> **WHAT TO DO**:
Pull every line that includes the word "with" out of the data below and copy it.

START RECORDS SHOWN

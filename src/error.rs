//! Error types for layer compilation
//!
//! ## Table of Contents
//! - **CompileError**: Main error enum covering all failure modes
//! - **Result**: Type alias for `Result<T, CompileError>`

use thiserror::Error;

/// Result type alias for layer compilation operations
pub type Result<T> = std::result::Result<T, CompileError>;

/// Main error type for layer compilation
#[derive(Error, Debug)]
pub enum CompileError {
    /// A required collaborator was never set on the compiler
    #[error("not configured: {0}")]
    NotConfigured(String),

    /// Invalid configuration value
    #[error("configuration error: {0}")]
    Config(String),

    /// Named resource is not in the library
    #[error("resource not found: {0}")]
    ResourceNotFound(String),

    /// Script installation or execution failure
    #[error("script error: {0}")]
    Script(String),

    /// Compilation task failure
    #[error("task error: {0}")]
    Task(String),

    /// Archive read/write failure
    #[error("archive error: {0}")]
    Archive(String),

    /// Generic IO error
    #[error("io error: {0}")]
    Io(#[from] std::io::Error),

    /// JSON serialization/deserialization error
    #[error("serialization error: {0}")]
    Serialization(#[from] serde_json::Error),

    /// TOML configuration parse error
    #[error("config parse error: {0}")]
    ConfigParse(#[from] toml::de::Error),
}

impl CompileError {
    /// Create a not-configured error
    pub fn not_configured(what: impl Into<String>) -> Self {
        Self::NotConfigured(what.into())
    }

    /// Create a configuration error
    pub fn config(msg: impl Into<String>) -> Self {
        Self::Config(msg.into())
    }

    /// Create a resource-not-found error
    pub fn resource_not_found(name: impl Into<String>) -> Self {
        Self::ResourceNotFound(name.into())
    }

    /// Create a script error
    pub fn script(msg: impl Into<String>) -> Self {
        Self::Script(msg.into())
    }

    /// Create a task error
    pub fn task(msg: impl Into<String>) -> Self {
        Self::Task(msg.into())
    }

    /// Create an archive error
    pub fn archive(msg: impl Into<String>) -> Self {
        Self::Archive(msg.into())
    }
}

#[cfg(test)]
mod tests {
    use super::*;

    #[test]
    fn test_error_display() {
        let err = CompileError::not_configured("session");
        assert_eq!(err.to_string(), "not configured: session");

        let err = CompileError::resource_not_found("tree.osg");
        assert_eq!(err.to_string(), "resource not found: tree.osg");
    }

    #[test]
    fn test_io_conversion() {
        let io = std::io::Error::new(std::io::ErrorKind::NotFound, "gone");
        let err: CompileError = io.into();
        assert!(matches!(err, CompileError::Io(_)));
    }
}
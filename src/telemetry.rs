//! Logging setup
//!
//! Installs a `tracing-subscriber` registry with an env filter and a fmt
//! layer. `RUST_LOG` overrides the default directives.

use tracing_subscriber::{layer::SubscriberExt, util::SubscriberInitExt, EnvFilter};

/// Default filter directives
pub fn default_directives(verbose: bool) -> &'static str {
    if verbose {
        "debug,layer_compiler=trace"
    } else {
        "info"
    }
}

/// Install the global subscriber
///
/// Returns `false` if a subscriber was already installed, which makes the
/// call safe to repeat from tests.
pub fn init_logging(verbose: bool) -> bool {
    let filter = EnvFilter::try_from_default_env()
        .unwrap_or_else(|_| EnvFilter::new(default_directives(verbose)));

    tracing_subscriber::registry()
        .with(filter)
        .with(tracing_subscriber::fmt::layer())
        .try_init()
        .is_ok()
}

END RECORDS SHOWN

> **RESULT OF THE TASK**:
//! Installs a `tracing-subscriber` registry with an env filter and a fmt
        .with(filter)
        .with(tracing_subscriber::fmt::layer())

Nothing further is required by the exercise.